L'Aster, Aster, Ateliers de Construction Mecanique l'Aster, was a French manufacturer of automobiles and the leading supplier of engines to other manufacturers from the late 1890s until circa 1910/12. Although primarily known as an engine mass manufacturer the company also produced chassis for coach-works and a complete range of components.

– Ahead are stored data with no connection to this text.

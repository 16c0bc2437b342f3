//! Clock abstraction so session timing stays deterministic in tests.
//!
//! The engine never runs its own timer thread; callers drive it (spawning a
//! poll or timer event in the presentation layer) and the clock only answers
//! "what time is it now".

use chrono::{DateTime, Duration, Utc};

/// Source of wall-clock time for the session lifecycle.
#[derive(Debug, Clone, Copy, Default)]
pub enum Clock {
    /// Real system time.
    #[default]
    System,
    /// Frozen at a known instant; advanced manually. Used by tests.
    Fixed(DateTime<Utc>),
}

impl Clock {
    /// Returns a clock frozen at the given instant.
    #[must_use]
    pub const fn fixed(at: DateTime<Utc>) -> Self {
        Self::Fixed(at)
    }

    /// Current time according to this clock.
    #[must_use]
    pub fn now(&self) -> DateTime<Utc> {
        match self {
            Self::System => Utc::now(),
            Self::Fixed(at) => *at,
        }
    }

    /// Advance a fixed clock by `delta`. Has no effect on `Clock::System`.
    pub fn advance(&mut self, delta: Duration) {
        if let Self::Fixed(at) = self {
            *at += delta;
        }
    }

    /// Whether this clock reports real time.
    #[must_use]
    pub const fn is_system(&self) -> bool {
        matches!(self, Self::System)
    }
}

/// Deterministic timestamp for tests (2023-11-14T22:13:20Z).
pub const FIXED_TEST_TIMESTAMP: i64 = 1_700_000_000;

/// Returns a deterministic `DateTime<Utc>` for tests and doc examples.
///
/// # Panics
///
/// Panics if the fixed timestamp cannot be represented.
#[must_use]
pub fn fixed_now() -> DateTime<Utc> {
    DateTime::<Utc>::from_timestamp(FIXED_TEST_TIMESTAMP, 0)
        .expect("fixed timestamp should be valid")
}

/// Returns a `Clock` frozen at the deterministic test timestamp.
#[must_use]
pub fn fixed_clock() -> Clock {
    Clock::fixed(fixed_now())
}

Aster produced a range of engines including: stationary motors; electricity generators; automobile motors; marine engines and aero engines. There were air-cooled and water cooled Gasoline motors, Kerosene motors, and Gas Motors.
Among the companies for which Aster produced engines and other parts were Ache Frères, Achilles, Argyll, Ariès, Aster-Newey, Automobiles Barré, Bolide, Belhaven, Bij 't Vuur, Century, Clément, Darracq, Dennis, Durham-Churchill, Ernst, Excelsior, Gladiator, Hanzer, Hoflack, Hurtu, Korn et Latil, Lacoste & Battmann, La Torpille, Lucerna, Newey Aster, Société Parisienne, Passy-Thellier, Pearson, Prunel, Rochet, Rouxel, Reyrol, Sage, Siddeley-Deasy, Simplicia, Singer, Swift, Vulcan,
West-Aster, Whippet, Whitlock. and Le Zèbre. By 1906 Aster was able to claim over 11,000 users of their engines.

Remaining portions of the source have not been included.